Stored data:
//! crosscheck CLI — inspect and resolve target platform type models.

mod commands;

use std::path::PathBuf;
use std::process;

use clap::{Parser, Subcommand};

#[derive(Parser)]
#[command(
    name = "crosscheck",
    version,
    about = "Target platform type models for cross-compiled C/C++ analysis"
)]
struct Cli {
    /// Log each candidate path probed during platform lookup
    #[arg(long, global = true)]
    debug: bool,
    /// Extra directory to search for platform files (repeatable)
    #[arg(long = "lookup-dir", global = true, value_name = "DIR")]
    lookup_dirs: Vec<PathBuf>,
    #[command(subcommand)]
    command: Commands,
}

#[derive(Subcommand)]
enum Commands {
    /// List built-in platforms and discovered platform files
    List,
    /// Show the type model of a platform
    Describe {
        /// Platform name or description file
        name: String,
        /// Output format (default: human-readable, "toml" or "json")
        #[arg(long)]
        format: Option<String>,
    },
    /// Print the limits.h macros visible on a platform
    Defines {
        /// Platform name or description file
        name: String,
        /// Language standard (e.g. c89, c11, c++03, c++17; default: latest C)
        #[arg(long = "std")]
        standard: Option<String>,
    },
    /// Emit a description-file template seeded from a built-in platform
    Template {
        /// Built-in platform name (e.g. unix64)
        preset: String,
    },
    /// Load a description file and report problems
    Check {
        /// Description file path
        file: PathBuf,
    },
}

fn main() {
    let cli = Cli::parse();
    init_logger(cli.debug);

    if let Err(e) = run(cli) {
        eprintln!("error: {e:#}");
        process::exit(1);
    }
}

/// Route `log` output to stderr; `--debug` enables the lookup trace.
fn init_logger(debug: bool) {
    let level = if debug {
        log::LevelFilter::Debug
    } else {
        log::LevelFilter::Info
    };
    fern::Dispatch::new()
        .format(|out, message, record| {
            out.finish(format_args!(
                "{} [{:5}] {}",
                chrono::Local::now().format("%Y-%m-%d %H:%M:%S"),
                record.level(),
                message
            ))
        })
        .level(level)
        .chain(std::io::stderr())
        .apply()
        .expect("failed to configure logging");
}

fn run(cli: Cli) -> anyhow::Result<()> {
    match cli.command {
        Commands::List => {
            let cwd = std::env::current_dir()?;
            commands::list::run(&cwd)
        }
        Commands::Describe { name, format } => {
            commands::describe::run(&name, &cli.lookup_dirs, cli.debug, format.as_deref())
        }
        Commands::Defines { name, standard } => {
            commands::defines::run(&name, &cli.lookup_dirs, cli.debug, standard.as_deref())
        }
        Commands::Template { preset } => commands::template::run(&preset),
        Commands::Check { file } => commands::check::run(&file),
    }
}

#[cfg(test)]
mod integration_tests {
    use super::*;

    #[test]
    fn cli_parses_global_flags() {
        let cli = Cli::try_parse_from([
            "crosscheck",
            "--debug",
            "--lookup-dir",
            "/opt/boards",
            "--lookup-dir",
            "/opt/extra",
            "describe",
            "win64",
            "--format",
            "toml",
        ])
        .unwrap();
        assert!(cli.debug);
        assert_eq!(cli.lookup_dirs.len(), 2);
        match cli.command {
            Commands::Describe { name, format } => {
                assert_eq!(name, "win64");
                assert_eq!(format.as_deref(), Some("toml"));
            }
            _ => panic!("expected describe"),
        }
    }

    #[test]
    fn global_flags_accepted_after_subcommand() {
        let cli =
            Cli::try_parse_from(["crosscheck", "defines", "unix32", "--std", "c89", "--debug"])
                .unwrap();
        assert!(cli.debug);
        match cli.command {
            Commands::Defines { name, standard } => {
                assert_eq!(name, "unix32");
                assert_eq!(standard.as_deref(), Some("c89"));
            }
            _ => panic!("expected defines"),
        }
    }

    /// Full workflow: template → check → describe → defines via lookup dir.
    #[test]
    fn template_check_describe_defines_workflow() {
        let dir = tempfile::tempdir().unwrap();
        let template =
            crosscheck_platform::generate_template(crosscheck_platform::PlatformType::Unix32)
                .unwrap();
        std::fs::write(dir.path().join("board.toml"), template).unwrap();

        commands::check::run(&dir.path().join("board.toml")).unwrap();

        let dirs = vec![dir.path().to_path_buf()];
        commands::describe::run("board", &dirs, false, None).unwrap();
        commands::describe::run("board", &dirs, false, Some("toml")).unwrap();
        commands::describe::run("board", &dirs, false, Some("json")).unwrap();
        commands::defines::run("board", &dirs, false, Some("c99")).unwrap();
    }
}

TASK DETAILS:
Whenever the word "bool" shows up in a line of the entries, list that line.

RESPONSE BOX:
    debug: bool,
fn init_logger(debug: bool) {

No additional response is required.